Globalisasi menjadi tak terpisahkan dengan Gadget. Peralatan yang mengandung unsur teknologi informasi ini, apabila tersambung dengan internet akan menghasilkan hubungan lintas wilayah dan waktu. Kita dengan sangat mudah dapat memberikan umpan balik terhadap informasi yang sifatnya real time dengan jangkauan ke seluruh penjuru dunia.

Hasil penelitian We Are Social “Digital Around The World 2019” bekerja sama dengan Hootsuite,seperti dilansir beritasatu.com,  terdapat 130 juta jiwa orang Indonesia yang aktif di media sosial. Dalam laporan tersebut terungkap bahwa total populasi Indonesia yang kini mencapai 265,4 juta jiwa, setengah di antaranya telah menggunakan internet, yaitu sebanyak 132,7 juta dan 130 juta diantaranya adalah pengguna aktif media sosial dengan penetrasi mencapai 49%.

Media sosial akhirnya sangat lekat dalam kehidupan setiap orang. Anak dan remaja, dalam konteks generasi penerus bangsa, menjadi salah satu bagian dari masyarakat yang aktif menggunakan media sosial. Sayangnya, media sosial yang begitu banyak memberikan kemudahan akses dan feedback , pada sisi yang lain tidak diimbangi dengan pengetahuan dan kemampuan untuk berpikir kritis terhadap informasi dan cenderung mengenyampingkan nilai-nilai moral dan etika.

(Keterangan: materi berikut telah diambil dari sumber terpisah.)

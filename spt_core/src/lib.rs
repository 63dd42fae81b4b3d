//! # spt_core - SPT Sounding Engine
//!
//! `spt_core` validates, calculates and reports Standard Penetration Test
//! soundings per NBR 6484:2020. Records are plain serde types, so a sounding
//! travels as a single JSON bundle between the CLI, storage and any caller.
//!
//! ## Design Philosophy
//!
//! - **Stateless**: calculators and validators are pure functions
//! - **JSON-First**: all records implement Serialize/Deserialize
//! - **Findings are data**: noncompliance is reported, not raised
//! - **Rich Errors**: structured error types for the failures that remain
//!
//! ## Quick Start
//!
//! ```rust
//! use spt_core::sounding::{Sample, Sounding};
//! use spt_core::validation::validate_sounding;
//!
//! let sounding = Sounding::new("SP-01");
//! let compliance = validate_sounding(&sounding);
//! println!("score {}", compliance.score);
//!
//! let sample = Sample::new(1, 1.0, Some(2), 3, 4);
//! assert_eq!(sample.nspt_2a_3a(), 7);
//! ```
//!
//! ## Modules
//!
//! - [`sounding`] - Sounding, sample, layer, photo and party records
//! - [`calculations`] - NBR 6484 calculators and sample statistics
//! - [`validation`] - Compliance scoring and per-item checks
//! - [`soil`] - Soil classification catalog and NSPT-based suggestions
//! - [`report`] - Report document assembly
//! - [`pdf`] - Typst PDF rendering of an assembled report
//! - [`bundle`] - The sounding bundle file model
//! - [`file_io`] - Atomic bundle saves and versioned loads
//! - [`config`] - Layered settings (defaults, TOML, environment)
//! - [`errors`] - Structured error types

pub mod bundle;
pub mod calculations;
pub mod config;
pub mod errors;
pub mod file_io;
pub mod pdf;
pub mod report;
pub mod soil;
pub mod sounding;
pub mod validation;

// Re-export commonly used types at crate root for convenience
pub use bundle::SoundingBundle;
pub use config::SptConfig;
pub use errors::{SptError, SptResult};
pub use file_io::{load_bundle, save_bundle};
pub use pdf::render_report_pdf;
pub use report::{assemble_report, ReportDocument};
pub use validation::{review_sounding, validate_sounding, ComplianceResult};
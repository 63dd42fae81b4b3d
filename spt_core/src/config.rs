//! # Configuration
//!
//! Layered settings for the analysis and report stages, loaded with figment.
//!
//! Sources, highest priority first:
//! 1. Environment variables (`GEOSPT_*`, `__` separates sections)
//! 2. `geospt.toml` in the working directory, or an explicit file
//! 3. Built-in defaults
//!
//! `GEOSPT_ANALYSIS__SAFETY_FACTOR=2` maps to `analysis.safety_factor`.
//!
//! NBR 6484:2020 tolerances are not configurable; they live next to the
//! validator as constants.
//!
//! ```toml
//! [analysis]
//! soft_layer_max_nspt = 4
//! safety_factor = 3
//!
//! [report]
//! include_photos = false
//! ```

use std::path::Path;

use figment::{
    providers::{Env, Format, Serialized, Toml},
    Figment,
};
use serde::{Deserialize, Serialize};

use crate::calculations::nbr::DEFAULT_BLOW_LIMIT;
use crate::errors::{SptError, SptResult};

/// Config file looked up in the working directory
pub const CONFIG_FILE: &str = "geospt.toml";
/// Prefix of the environment overrides
pub const ENV_PREFIX: &str = "GEOSPT_";

const fn default_soft_layer_max_nspt() -> i32 {
    4
}

const fn default_soft_layer_min_thickness() -> f64 {
    1.0
}

const fn default_foundation_min_nspt() -> i32 {
    8
}

const fn default_foundation_min_thickness() -> f64 {
    2.0
}

const fn default_base_width() -> f64 {
    1.0
}

const fn default_safety_factor() -> u32 {
    3
}

const fn default_blow_limit() -> i32 {
    DEFAULT_BLOW_LIMIT
}

const fn default_true() -> bool {
    true
}

fn default_title() -> String {
    "Relatório de Sondagem à Percussão - SPT".to_string()
}

/// Parameters of the geotechnical analysis block.
#[derive(Debug, Clone, PartialEq, Serialize, Deserialize)]
pub struct AnalysisSettings {
    /// Samples at or below this NSPT count as soft
    #[serde(default = "default_soft_layer_max_nspt")]
    pub soft_layer_max_nspt: i32,
    #[serde(default = "default_soft_layer_min_thickness")]
    pub soft_layer_min_thickness_m: f64,

    /// Samples at or above this NSPT can bear a foundation
    #[serde(default = "default_foundation_min_nspt")]
    pub foundation_min_nspt: i32,
    #[serde(default = "default_foundation_min_thickness")]
    pub foundation_min_thickness_m: f64,

    /// Footing width for the admissible stress estimate
    #[serde(default = "default_base_width")]
    pub base_width_m: f64,
    #[serde(default = "default_safety_factor")]
    pub safety_factor: u32,

    /// Blow count that characterizes refusal
    #[serde(default = "default_blow_limit")]
    pub blow_limit: i32,
}

impl Default for AnalysisSettings {
    fn default() -> Self {
        Self {
            soft_layer_max_nspt: default_soft_layer_max_nspt(),
            soft_layer_min_thickness_m: default_soft_layer_min_thickness(),
            foundation_min_nspt: default_foundation_min_nspt(),
            foundation_min_thickness_m: default_foundation_min_thickness(),
            base_width_m: default_base_width(),
            safety_factor: default_safety_factor(),
            blow_limit: default_blow_limit(),
        }
    }
}

impl AnalysisSettings {
    /// Reject values the analysis formulas cannot work with.
    pub fn validate(&self) -> SptResult<()> {
        if self.base_width_m.is_nan() || self.base_width_m <= 0.0 {
            return Err(SptError::invalid_input(
                "analysis.base_width_m",
                self.base_width_m.to_string(),
                "Base width must be positive",
            ));
        }
        if self.safety_factor == 0 {
            return Err(SptError::invalid_input(
                "analysis.safety_factor",
                "0",
                "Safety factor must be at least 1",
            ));
        }
        if self.soft_layer_min_thickness_m < 0.0 || self.foundation_min_thickness_m < 0.0 {
            return Err(SptError::invalid_input(
                "analysis.*_min_thickness_m",
                format!(
                    "{}/{}",
                    self.soft_layer_min_thickness_m, self.foundation_min_thickness_m
                ),
                "Minimum thickness cannot be negative",
            ));
        }
        Ok(())
    }
}

/// Presentation options of the assembled report.
#[derive(Debug, Clone, PartialEq, Serialize, Deserialize)]
pub struct ReportSettings {
    #[serde(default = "default_title")]
    pub title: String,
    #[serde(default = "default_true")]
    pub include_photos: bool,
    /// Soft layers, foundation depth, admissible stress, liquefaction
    #[serde(default = "default_true")]
    pub include_analysis: bool,
}

impl Default for ReportSettings {
    fn default() -> Self {
        Self {
            title: default_title(),
            include_photos: true,
            include_analysis: true,
        }
    }
}

#[derive(Debug, Clone, Default, PartialEq, Serialize, Deserialize)]
pub struct SptConfig {
    #[serde(default)]
    pub analysis: AnalysisSettings,
    #[serde(default)]
    pub report: ReportSettings,
}

impl SptConfig {
    /// Load from defaults, `geospt.toml` (if present) and the environment.
    pub fn load() -> SptResult<Self> {
        Self::extract(Self::figment())
    }

    /// Load with an explicit config file instead of `geospt.toml`.
    ///
    /// # Errors
    ///
    /// `FileError` when `path` does not exist.
    pub fn load_from(path: &Path) -> SptResult<Self> {
        if !path.exists() {
            return Err(SptError::file_error(
                "read config",
                path.display().to_string(),
                "file not found",
            ));
        }
        Self::extract(Self::figment_with(Some(path)))
    }

    /// Provider chain used by [`SptConfig::load`].
    pub fn figment() -> Figment {
        Self::figment_with(None)
    }

    fn figment_with(path: Option<&Path>) -> Figment {
        let mut figment = Figment::from(Serialized::defaults(Self::default()));

        match path {
            Some(path) => figment = figment.merge(Toml::file(path)),
            None => {
                let local = Path::new(CONFIG_FILE);
                if local.exists() {
                    figment = figment.merge(Toml::file(local));
                }
            }
        }

        figment.merge(Env::prefixed(ENV_PREFIX).split("__"))
    }

    fn extract(figment: Figment) -> SptResult<Self> {
        let config: SptConfig = figment.extract()?;
        config.analysis.validate()?;
        Ok(config)
    }
}

#[cfg(test)]
mod tests {
    use super::*;
    use figment::Jail;
    use pretty_assertions::assert_eq;

    #[test]
    fn test_defaults() {
        let config = SptConfig::default();
        assert_eq!(config.analysis.soft_layer_max_nspt, 4);
        assert_eq!(config.analysis.soft_layer_min_thickness_m, 1.0);
        assert_eq!(config.analysis.foundation_min_nspt, 8);
        assert_eq!(config.analysis.foundation_min_thickness_m, 2.0);
        assert_eq!(config.analysis.base_width_m, 1.0);
        assert_eq!(config.analysis.safety_factor, 3);
        assert_eq!(config.analysis.blow_limit, 50);
        assert_eq!(config.report.title, "Relatório de Sondagem à Percussão - SPT");
        assert!(config.report.include_photos);
        assert!(config.report.include_analysis);
    }

    #[test]
    fn test_load_without_sources_gives_defaults() {
        Jail::expect_with(|_jail| {
            let config = SptConfig::load().map_err(|e| e.to_string())?;
            assert_eq!(config, SptConfig::default());
            Ok(())
        });
    }

    #[test]
    fn test_local_toml_overrides_defaults() {
        Jail::expect_with(|jail| {
            jail.create_file(
                CONFIG_FILE,
                r#"
[analysis]
safety_factor = 2
base_width_m = 1.5

[report]
include_photos = false
"#,
            )?;

            let config = SptConfig::load().map_err(|e| e.to_string())?;
            assert_eq!(config.analysis.safety_factor, 2);
            assert_eq!(config.analysis.base_width_m, 1.5);
            assert_eq!(config.analysis.soft_layer_max_nspt, 4);
            assert!(!config.report.include_photos);
            assert!(config.report.include_analysis);
            Ok(())
        });
    }

    #[test]
    fn test_env_beats_toml() {
        Jail::expect_with(|jail| {
            jail.create_file(CONFIG_FILE, "[analysis]\nsafety_factor = 2\n")?;
            jail.set_env("GEOSPT_ANALYSIS__SAFETY_FACTOR", "4");
            jail.set_env("GEOSPT_REPORT__TITLE", "Boletim SPT");

            let config: SptConfig = SptConfig::figment().extract()?;
            assert_eq!(config.analysis.safety_factor, 4);
            assert_eq!(config.report.title, "Boletim SPT");
            Ok(())
        });
    }

    #[test]
    fn test_explicit_file() {
        Jail::expect_with(|jail| {
            jail.create_file("custom.toml", "[analysis]\nfoundation_min_nspt = 12\n")?;
            let config = SptConfig::load_from(Path::new("custom.toml")).map_err(|e| e.to_string())?;
            assert_eq!(config.analysis.foundation_min_nspt, 12);
            Ok(())
        });
    }

    #[test]
    fn test_missing_explicit_file() {
        Jail::expect_with(|_jail| {
            let err = SptConfig::load_from(Path::new("nope.toml")).unwrap_err();
            assert_eq!(err.error_code(), "FILE_ERROR");
            Ok(())
        });
    }

    #[test]
    fn test_invalid_analysis_values_rejected() {
        Jail::expect_with(|jail| {
            jail.set_env("GEOSPT_ANALYSIS__SAFETY_FACTOR", "0");
            let err = SptConfig::load().unwrap_err();
            assert_eq!(err.error_code(), "INVALID_INPUT");
            Ok(())
        });
    }

    #[test]
    fn test_malformed_toml_is_config_error() {
        Jail::expect_with(|jail| {
            jail.create_file(CONFIG_FILE, "[analysis]\nsafety_factor = \"three\"\n")?;
            let err = SptConfig::load().unwrap_err();
            assert_eq!(err.error_code(), "CONFIG_ERROR");
            Ok(())
        });
    }
}
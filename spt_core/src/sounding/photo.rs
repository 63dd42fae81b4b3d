//! Photographic record of a sounding. Consumed by the report, never computed.

use chrono::NaiveDateTime;
use serde::{Deserialize, Serialize};
use uuid::Uuid;

/// What a photo shows.
#[derive(Debug, Clone, Copy, PartialEq, Eq, Hash, Default, Serialize, Deserialize)]
#[serde(rename_all = "snake_case")]
pub enum PhotoKind {
    EnsaioSpt,
    Panoramica,
    Equipamento,
    SoloAmostra,
    LocalSondagem,
    #[default]
    Outro,
}

impl PhotoKind {
    pub fn display_name(&self) -> &'static str {
        match self {
            PhotoKind::EnsaioSpt => "Ensaio SPT",
            PhotoKind::Panoramica => "Vista panorâmica",
            PhotoKind::Equipamento => "Equipamento",
            PhotoKind::SoloAmostra => "Amostra de solo",
            PhotoKind::LocalSondagem => "Local da sondagem",
            PhotoKind::Outro => "Outro",
        }
    }
}

#[derive(Debug, Clone, PartialEq, Serialize, Deserialize)]
pub struct Photo {
    pub id: Uuid,
    /// Position in the photographic record
    pub order: u32,
    #[serde(default)]
    pub kind: PhotoKind,
    /// Storage key or path of the image file
    pub file: String,
    #[serde(default)]
    pub original_name: Option<String>,
    #[serde(default)]
    pub description: Option<String>,
    #[serde(default)]
    pub latitude: Option<f64>,
    #[serde(default)]
    pub longitude: Option<f64>,
    #[serde(default)]
    pub altitude_m: Option<f64>,
    /// Capture time from EXIF, if the camera recorded one
    #[serde(default)]
    pub taken_at: Option<NaiveDateTime>,
}

impl Photo {
    pub fn new(order: u32, kind: PhotoKind, file: impl Into<String>) -> Self {
        Photo {
            id: Uuid::new_v4(),
            order,
            kind,
            file: file.into(),
            original_name: None,
            description: None,
            latitude: None,
            longitude: None,
            altitude_m: None,
            taken_at: None,
        }
    }

    pub fn has_geolocation(&self) -> bool {
        self.latitude.is_some() && self.longitude.is_some()
    }
}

Media sosial bahkan menjadi ekspresi remaja untuk melakukam tindak kekerasan. Sebuah artikel berjudul Literasi Medsos bagi Remaja di laman sahabat keluarga mengutip hasil penelitian sejumlah pakar di Amerika Serikat tentang komputer dalam perilaku manusia, yang diterbitkan di jurnal Elsevier pada 2014, menyebutkan medsos menjadi kendaraan bagi anak muda dalam melakukan tindak kekerasan terhadap teman sebaya. Seperti perundungan, pelecehan, kejahatan, dan kekerasan dalam berpacaran. Hal itu terjadi karena adanya online disinhibition effect pada lingkungan digital, yakni ketidakmampuan menahan diri. Sehingga di medsos seseorang bisa berkomentar semaunya, memaki, menghina, dan tidak punya adab. Akibat buruknya dapat berujung pada perkelahian di dunia nyata.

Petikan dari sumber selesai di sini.